[Saved data entries]

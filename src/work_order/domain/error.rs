//! Error types for work-order domain validation and parsing.

use super::{WorkOrderId, WorkOrderStatus};
use thiserror::Error;

/// Errors returned while constructing or mutating work-order values.
#[derive(Debug, Clone, Error, PartialEq, Eq)]
pub enum WorkOrderDomainError {
    /// The title is empty after trimming.
    #[error("work order title must not be empty")]
    EmptyTitle,

    /// A sequential number is zero or exceeds the storage range.
    #[error("invalid work order number {0}, expected a positive integer")]
    InvalidNumber(u64),

    /// The work order is not in a state that allows the transition.
    #[error("work order {id} is not eligible for {transition} while {status}")]
    NotEligible {
        /// Work order that was addressed.
        id: WorkOrderId,
        /// Name of the attempted transition.
        transition: &'static str,
        /// Status observed when the guard was evaluated.
        status: WorkOrderStatus,
    },

    /// A spare part line has no description.
    #[error("spare part description must not be empty")]
    EmptySparePart,

    /// A spare part quantity is negative.
    #[error("spare part quantity must not be negative: {0}")]
    NegativeQuantity(rust_decimal::Decimal),

    /// A personnel-hours line names neither a category nor a worker.
    #[error("personnel entry needs a category or a worker")]
    EmptyPersonnelEntry,

    /// Logged hours are negative.
    #[error("personnel hours must not be negative: {0}")]
    NegativeHours(rust_decimal::Decimal),
}

/// Error returned while parsing work-order statuses from persistence.
#[derive(Debug, Clone, Error, PartialEq, Eq)]
#[error("unknown work order status: {0}")]
pub struct ParseWorkOrderStatusError(pub String);

/// Error returned while parsing priorities, work types or failure
/// categories from persistence.
#[derive(Debug, Clone, Error, PartialEq, Eq)]
#[error("unknown {kind}: {value}")]
pub struct ParseWorkOrderFieldError {
    /// Field being parsed.
    pub kind: &'static str,
    /// Rejected raw value.
    pub value: String,
}
//! Shared builders for work-order tests.

use std::sync::Arc;

use crate::access::{
    adapters::memory::RoleDirectory,
    domain::{Actor, Capability, RoleName, UserId},
};
use crate::machinery::{
    adapters::memory::InMemoryMachineRepository,
    domain::{Machine, MachineId},
    services::{MachineRegistryService, RegisterMachineRequest},
};
use crate::work_order::{
    adapters::memory::InMemoryWorkOrderRepository,
    domain::{PendingWorkOrder, WorkOrder, WorkOrderDetails, WorkOrderNumbers},
    services::WorkOrderWorkflowService,
};
use mockable::DefaultClock;

pub(super) type Registry = MachineRegistryService<InMemoryMachineRepository, DefaultClock>;
pub(super) type Workflow =
    WorkOrderWorkflowService<InMemoryWorkOrderRepository, InMemoryMachineRepository, DefaultClock>;

/// A draft numbered 1/1 for a fresh machine.
pub(super) fn draft(creator: Option<UserId>) -> WorkOrder {
    let details = WorkOrderDetails::new("Replace hydraulic hose", "Leak at boom cylinder")
        .expect("valid details");
    PendingWorkOrder::new(MachineId::new(), details, creator, &DefaultClock)
        .into_numbered(WorkOrderNumbers::first())
}

pub(super) fn actor(name: &str) -> Actor {
    Actor::new(UserId::new(), name)
}

/// Cast of users holding the default roles.
pub(super) struct Staff {
    pub operator: Actor,
    pub technician: Actor,
    pub supervisor: Actor,
    pub manager: Actor,
    pub outsider: Actor,
}

impl Staff {
    pub(super) fn enrol(directory: &RoleDirectory) -> Self {
        let staff = Self {
            operator: actor("Operator"),
            technician: actor("Technician"),
            supervisor: actor("Supervisor"),
            manager: actor("Area manager"),
            outsider: actor("Visitor"),
        };
        for (member, role) in [
            (&staff.operator, RoleName::operator()),
            (&staff.technician, RoleName::operator()),
            (&staff.supervisor, RoleName::supervisor()),
            (&staff.manager, RoleName::area_manager()),
        ] {
            directory
                .assign_role(member.id(), role)
                .expect("role assignment succeeds");
        }
        directory
            .grant(staff.outsider.id(), Capability::ViewDetail)
            .expect("grant succeeds");
        staff
    }
}

/// In-memory wiring of the workflow service.
pub(super) struct Harness {
    pub work_orders: Arc<InMemoryWorkOrderRepository>,
    pub registry: Arc<Registry>,
    pub directory: Arc<RoleDirectory>,
    pub workflow: Workflow,
    pub staff: Staff,
}

impl Harness {
    pub(super) fn new() -> Self {
        let work_orders = Arc::new(InMemoryWorkOrderRepository::new());
        let registry = Arc::new(MachineRegistryService::new(
            Arc::new(InMemoryMachineRepository::new()),
            Arc::new(DefaultClock),
        ));
        let directory = Arc::new(RoleDirectory::with_default_roles());
        let staff = Staff::enrol(&directory);
        let workflow = WorkOrderWorkflowService::new(
            Arc::clone(&work_orders),
            Arc::clone(&registry),
            directory.clone(),
            Arc::new(DefaultClock),
        );
        Self {
            work_orders,
            registry,
            directory,
            workflow,
            staff,
        }
    }

    pub(super) async fn machine(&self, code: &str) -> Machine {
        self.registry
            .register(RegisterMachineRequest::new(code, format!("Machine {code}")))
            .await
            .expect("machine registration succeeds")
    }
}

▸ **Prompt**
Above are the entries; copy every line among them that contains the word "WorkOrderNumbers".

▸ **Answer to this task**
    domain::{PendingWorkOrder, WorkOrder, WorkOrderDetails, WorkOrderNumbers},
        .into_numbered(WorkOrderNumbers::first())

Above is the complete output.